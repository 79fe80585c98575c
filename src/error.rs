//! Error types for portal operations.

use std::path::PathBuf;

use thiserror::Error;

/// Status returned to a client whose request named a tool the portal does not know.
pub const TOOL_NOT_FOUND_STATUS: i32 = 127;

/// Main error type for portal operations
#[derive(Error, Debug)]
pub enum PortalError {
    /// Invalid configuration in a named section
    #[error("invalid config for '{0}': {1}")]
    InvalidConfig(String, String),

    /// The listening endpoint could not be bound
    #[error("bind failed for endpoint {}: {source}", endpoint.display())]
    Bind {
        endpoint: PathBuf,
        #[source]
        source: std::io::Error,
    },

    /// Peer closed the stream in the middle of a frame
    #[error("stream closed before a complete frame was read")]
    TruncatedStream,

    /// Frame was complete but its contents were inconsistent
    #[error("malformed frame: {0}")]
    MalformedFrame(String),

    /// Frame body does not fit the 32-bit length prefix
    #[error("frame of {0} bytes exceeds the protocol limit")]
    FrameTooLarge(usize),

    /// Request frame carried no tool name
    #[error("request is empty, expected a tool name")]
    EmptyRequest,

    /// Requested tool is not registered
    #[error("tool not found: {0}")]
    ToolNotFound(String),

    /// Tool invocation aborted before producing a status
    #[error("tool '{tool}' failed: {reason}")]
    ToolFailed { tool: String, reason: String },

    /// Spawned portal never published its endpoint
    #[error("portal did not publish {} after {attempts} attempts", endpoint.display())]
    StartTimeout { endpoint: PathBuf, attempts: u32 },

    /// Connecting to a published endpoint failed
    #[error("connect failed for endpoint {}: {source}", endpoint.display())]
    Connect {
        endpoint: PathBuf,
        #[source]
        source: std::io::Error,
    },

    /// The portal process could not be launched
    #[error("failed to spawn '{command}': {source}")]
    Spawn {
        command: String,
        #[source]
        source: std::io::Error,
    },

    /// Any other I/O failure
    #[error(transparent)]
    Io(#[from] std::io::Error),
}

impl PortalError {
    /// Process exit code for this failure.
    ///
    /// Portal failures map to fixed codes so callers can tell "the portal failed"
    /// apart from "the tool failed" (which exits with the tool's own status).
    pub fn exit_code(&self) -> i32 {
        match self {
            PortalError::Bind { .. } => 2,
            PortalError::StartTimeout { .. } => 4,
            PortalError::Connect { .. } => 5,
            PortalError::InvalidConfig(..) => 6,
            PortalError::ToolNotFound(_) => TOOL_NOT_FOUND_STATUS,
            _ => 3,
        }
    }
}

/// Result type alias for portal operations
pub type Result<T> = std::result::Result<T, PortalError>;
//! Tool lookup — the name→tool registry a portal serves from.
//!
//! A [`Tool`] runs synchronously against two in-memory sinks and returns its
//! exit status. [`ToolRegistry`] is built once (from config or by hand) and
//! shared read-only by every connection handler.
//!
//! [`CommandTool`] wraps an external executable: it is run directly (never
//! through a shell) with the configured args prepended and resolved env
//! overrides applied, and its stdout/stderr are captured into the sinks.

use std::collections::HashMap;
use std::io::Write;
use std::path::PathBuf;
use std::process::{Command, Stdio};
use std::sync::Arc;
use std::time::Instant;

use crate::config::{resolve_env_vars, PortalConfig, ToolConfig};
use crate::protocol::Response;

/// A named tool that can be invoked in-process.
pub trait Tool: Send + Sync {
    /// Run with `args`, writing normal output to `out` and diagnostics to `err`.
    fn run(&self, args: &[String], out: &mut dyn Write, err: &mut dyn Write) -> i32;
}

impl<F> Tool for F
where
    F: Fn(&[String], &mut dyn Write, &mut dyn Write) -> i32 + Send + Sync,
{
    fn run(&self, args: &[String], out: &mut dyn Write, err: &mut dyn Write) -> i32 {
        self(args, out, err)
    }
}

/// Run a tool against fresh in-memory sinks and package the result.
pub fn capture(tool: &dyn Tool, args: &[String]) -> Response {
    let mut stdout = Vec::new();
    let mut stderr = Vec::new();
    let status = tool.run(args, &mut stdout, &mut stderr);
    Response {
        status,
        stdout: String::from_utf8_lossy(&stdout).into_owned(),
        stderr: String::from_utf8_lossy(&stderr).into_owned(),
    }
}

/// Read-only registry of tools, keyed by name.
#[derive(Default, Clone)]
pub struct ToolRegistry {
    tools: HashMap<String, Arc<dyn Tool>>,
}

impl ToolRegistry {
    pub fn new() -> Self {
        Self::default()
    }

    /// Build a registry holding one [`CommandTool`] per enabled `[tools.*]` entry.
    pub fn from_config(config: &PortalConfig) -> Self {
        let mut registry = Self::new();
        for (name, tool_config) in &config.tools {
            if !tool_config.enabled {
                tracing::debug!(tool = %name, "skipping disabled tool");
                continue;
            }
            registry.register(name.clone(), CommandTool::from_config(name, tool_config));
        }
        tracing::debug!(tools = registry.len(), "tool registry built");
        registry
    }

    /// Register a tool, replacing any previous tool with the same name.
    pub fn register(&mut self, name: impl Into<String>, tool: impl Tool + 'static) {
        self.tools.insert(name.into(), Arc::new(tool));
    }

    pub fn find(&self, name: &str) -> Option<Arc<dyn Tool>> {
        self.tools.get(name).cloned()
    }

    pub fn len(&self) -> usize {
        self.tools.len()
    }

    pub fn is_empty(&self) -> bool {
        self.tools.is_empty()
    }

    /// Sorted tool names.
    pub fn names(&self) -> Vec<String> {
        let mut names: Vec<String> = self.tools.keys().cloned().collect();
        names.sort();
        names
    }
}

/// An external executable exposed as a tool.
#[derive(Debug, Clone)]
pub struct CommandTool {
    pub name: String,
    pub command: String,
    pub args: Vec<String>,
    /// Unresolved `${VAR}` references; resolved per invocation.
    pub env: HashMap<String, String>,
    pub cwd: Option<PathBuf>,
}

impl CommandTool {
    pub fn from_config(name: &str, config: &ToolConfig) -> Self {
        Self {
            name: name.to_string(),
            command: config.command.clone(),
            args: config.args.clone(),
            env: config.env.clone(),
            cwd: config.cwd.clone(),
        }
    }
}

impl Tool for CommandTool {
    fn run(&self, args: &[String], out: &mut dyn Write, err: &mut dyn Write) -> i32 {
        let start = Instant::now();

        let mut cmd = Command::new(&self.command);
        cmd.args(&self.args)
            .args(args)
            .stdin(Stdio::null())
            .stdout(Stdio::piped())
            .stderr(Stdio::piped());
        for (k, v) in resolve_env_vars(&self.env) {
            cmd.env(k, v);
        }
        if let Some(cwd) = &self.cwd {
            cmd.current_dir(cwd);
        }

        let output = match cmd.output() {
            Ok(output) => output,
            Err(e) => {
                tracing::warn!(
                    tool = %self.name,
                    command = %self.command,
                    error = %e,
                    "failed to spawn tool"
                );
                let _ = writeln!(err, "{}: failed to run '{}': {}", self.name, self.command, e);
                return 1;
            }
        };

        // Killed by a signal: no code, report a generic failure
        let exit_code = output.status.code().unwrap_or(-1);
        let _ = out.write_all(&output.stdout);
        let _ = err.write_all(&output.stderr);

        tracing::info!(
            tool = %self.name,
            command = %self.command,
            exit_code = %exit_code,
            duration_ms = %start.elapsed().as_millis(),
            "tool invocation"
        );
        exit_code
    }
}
==
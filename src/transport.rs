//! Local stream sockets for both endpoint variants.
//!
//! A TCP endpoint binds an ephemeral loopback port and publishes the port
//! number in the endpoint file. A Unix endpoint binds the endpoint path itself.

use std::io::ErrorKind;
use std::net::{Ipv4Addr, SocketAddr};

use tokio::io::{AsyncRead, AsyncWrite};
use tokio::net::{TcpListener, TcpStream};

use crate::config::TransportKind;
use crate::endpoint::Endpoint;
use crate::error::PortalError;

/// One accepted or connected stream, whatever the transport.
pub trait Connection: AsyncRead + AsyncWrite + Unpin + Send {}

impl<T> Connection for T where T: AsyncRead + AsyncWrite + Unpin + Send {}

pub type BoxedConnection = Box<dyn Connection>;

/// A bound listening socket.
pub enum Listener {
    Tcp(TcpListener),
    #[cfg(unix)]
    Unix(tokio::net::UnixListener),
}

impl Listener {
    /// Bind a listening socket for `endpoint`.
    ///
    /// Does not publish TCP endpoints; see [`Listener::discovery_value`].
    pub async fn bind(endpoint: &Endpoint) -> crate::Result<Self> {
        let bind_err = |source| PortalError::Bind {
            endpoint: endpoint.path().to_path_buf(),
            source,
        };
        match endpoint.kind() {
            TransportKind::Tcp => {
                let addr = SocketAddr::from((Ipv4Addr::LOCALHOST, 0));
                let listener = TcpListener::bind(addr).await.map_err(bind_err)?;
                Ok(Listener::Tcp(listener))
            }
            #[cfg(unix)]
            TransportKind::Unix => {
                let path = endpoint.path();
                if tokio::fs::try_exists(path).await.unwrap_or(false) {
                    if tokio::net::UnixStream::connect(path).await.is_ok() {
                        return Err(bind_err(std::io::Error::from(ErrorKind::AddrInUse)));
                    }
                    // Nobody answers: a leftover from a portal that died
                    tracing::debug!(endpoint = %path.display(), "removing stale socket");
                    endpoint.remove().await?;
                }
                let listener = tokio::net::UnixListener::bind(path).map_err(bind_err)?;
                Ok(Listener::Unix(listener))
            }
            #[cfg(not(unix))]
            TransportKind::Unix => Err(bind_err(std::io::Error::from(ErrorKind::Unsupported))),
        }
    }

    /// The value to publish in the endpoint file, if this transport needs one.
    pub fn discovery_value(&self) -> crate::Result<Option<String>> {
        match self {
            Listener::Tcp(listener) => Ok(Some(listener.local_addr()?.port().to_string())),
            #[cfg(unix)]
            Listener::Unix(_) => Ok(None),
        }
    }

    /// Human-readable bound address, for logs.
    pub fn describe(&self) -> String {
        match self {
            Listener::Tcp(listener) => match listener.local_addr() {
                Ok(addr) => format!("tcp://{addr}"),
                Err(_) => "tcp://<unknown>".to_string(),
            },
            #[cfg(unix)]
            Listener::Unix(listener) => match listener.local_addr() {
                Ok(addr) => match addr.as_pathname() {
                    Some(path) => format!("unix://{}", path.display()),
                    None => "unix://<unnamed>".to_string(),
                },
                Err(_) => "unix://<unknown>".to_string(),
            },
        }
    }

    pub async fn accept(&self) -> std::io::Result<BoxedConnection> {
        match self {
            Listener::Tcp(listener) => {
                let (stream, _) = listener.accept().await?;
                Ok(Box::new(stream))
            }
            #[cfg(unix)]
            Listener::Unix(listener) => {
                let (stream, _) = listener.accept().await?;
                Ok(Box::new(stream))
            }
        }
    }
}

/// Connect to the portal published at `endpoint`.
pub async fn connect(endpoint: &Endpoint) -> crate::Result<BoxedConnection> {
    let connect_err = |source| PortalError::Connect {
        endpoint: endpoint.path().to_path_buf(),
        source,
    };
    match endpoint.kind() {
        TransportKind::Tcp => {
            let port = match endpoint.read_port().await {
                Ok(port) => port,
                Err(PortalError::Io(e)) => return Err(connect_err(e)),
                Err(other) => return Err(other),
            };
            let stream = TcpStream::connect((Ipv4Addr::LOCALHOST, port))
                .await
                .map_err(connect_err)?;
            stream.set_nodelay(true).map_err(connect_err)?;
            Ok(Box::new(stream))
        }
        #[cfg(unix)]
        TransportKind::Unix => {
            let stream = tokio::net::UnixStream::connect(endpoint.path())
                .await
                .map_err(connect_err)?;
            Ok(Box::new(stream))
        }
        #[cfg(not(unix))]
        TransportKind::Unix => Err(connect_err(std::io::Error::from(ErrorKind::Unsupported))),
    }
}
==
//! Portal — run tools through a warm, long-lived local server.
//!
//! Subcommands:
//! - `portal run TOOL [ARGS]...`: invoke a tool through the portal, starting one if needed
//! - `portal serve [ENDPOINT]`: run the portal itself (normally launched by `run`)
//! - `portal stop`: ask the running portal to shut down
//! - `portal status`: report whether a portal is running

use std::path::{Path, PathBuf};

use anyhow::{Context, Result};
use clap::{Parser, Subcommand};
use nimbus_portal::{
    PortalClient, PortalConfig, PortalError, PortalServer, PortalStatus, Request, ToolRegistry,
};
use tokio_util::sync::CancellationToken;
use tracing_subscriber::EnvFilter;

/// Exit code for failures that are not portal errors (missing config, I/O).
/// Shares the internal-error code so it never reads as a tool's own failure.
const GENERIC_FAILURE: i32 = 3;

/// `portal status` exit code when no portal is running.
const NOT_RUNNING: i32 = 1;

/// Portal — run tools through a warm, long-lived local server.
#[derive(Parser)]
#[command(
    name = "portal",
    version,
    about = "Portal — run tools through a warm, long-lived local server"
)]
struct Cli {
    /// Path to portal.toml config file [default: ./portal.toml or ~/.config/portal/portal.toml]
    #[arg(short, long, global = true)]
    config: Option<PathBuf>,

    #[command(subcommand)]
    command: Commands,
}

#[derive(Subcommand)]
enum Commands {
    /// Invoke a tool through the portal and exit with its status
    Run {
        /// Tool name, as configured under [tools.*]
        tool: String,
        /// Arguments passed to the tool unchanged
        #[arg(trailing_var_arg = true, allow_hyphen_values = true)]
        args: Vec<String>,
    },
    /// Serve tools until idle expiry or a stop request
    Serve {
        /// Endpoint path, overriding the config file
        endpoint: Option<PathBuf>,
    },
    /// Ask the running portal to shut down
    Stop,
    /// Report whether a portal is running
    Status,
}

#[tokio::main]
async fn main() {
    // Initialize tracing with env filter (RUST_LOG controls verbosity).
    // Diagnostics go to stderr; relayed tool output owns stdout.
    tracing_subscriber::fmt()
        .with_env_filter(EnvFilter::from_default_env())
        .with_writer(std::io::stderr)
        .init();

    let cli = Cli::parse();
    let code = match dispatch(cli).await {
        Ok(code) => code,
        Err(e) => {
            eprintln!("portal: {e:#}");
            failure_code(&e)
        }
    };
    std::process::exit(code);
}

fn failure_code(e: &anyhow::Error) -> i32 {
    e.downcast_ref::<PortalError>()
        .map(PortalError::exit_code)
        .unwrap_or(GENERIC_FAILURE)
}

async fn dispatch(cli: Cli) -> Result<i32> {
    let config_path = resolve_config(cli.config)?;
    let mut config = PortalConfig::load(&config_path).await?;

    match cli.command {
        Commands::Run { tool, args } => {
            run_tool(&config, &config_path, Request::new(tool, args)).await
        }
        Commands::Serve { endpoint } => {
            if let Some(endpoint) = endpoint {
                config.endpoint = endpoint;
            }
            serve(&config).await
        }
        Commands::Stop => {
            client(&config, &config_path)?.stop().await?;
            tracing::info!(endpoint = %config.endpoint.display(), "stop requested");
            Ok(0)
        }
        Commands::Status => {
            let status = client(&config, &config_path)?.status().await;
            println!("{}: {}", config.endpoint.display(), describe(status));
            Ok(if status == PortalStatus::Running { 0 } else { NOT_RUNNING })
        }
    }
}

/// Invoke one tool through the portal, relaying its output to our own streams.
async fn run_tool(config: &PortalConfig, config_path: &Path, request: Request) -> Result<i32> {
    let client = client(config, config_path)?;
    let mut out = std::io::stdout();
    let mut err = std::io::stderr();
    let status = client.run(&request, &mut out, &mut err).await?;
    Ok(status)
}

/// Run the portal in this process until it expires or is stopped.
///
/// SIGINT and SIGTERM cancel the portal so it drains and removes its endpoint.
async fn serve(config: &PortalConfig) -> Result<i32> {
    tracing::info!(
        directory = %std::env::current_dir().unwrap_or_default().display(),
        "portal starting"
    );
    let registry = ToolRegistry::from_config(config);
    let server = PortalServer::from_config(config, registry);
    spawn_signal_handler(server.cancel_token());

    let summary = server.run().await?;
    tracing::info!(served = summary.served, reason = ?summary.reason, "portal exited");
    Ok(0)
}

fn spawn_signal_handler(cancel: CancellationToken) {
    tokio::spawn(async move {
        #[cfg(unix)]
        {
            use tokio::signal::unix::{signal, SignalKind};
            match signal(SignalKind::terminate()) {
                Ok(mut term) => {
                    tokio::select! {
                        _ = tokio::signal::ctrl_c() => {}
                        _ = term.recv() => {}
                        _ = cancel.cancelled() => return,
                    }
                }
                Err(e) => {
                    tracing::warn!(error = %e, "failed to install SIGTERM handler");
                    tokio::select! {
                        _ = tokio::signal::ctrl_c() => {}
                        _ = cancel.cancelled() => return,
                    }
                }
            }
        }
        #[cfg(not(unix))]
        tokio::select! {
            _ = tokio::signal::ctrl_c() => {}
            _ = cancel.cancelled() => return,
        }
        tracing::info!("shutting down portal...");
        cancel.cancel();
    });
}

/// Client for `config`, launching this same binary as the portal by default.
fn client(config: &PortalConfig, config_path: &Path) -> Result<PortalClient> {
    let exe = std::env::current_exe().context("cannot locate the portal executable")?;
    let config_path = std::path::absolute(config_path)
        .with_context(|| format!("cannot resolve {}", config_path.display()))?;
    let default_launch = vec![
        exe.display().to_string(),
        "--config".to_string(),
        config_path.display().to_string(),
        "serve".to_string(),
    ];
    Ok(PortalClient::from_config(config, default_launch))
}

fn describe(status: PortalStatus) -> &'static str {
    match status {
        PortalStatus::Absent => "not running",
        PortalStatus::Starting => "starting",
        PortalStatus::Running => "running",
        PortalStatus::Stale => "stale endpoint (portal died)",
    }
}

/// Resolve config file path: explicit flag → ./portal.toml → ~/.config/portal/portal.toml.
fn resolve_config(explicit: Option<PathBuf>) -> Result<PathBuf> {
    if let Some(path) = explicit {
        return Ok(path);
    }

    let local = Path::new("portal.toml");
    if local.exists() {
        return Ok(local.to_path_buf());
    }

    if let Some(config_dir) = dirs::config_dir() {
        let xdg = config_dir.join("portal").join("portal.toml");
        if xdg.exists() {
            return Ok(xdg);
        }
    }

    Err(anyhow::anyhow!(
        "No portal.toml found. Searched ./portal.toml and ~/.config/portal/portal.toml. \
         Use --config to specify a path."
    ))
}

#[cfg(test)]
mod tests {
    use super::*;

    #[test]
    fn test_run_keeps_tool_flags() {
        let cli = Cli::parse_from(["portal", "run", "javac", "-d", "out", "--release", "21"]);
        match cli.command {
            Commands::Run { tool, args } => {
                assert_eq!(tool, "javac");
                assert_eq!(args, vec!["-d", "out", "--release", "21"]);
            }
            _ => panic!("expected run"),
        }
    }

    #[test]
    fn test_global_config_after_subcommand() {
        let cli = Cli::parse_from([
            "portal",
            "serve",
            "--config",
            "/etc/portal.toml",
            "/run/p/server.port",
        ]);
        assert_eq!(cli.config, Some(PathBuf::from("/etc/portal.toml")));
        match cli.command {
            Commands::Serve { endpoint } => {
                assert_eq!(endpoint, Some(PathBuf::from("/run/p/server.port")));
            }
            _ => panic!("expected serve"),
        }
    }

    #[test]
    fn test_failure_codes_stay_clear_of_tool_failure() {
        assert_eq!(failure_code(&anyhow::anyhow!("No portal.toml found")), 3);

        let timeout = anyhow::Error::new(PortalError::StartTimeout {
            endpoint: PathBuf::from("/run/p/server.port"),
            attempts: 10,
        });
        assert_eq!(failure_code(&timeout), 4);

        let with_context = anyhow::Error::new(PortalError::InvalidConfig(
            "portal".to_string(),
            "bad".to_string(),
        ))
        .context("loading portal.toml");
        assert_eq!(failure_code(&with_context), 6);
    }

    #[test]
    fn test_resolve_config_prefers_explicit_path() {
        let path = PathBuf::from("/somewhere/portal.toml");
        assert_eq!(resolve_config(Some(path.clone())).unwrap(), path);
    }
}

> _Work task_:
The required output is the stretch of entries above from the line containing "async fn dispatch(cli: Cli)" through the line containing "client(&config, &config_path)?.stop().await?;", reproduced exactly.

> _Finished exercise_:
async fn dispatch(cli: Cli) -> Result<i32> {
    let config_path = resolve_config(cli.config)?;
    let mut config = PortalConfig::load(&config_path).await?;

    match cli.command {
        Commands::Run { tool, args } => {
            run_tool(&config, &config_path, Request::new(tool, args)).await
        }
        Commands::Serve { endpoint } => {
            if let Some(endpoint) = endpoint {
                config.endpoint = endpoint;
            }
            serve(&config).await
        }
        Commands::Stop => {
            client(&config, &config_path)?.stop().await?;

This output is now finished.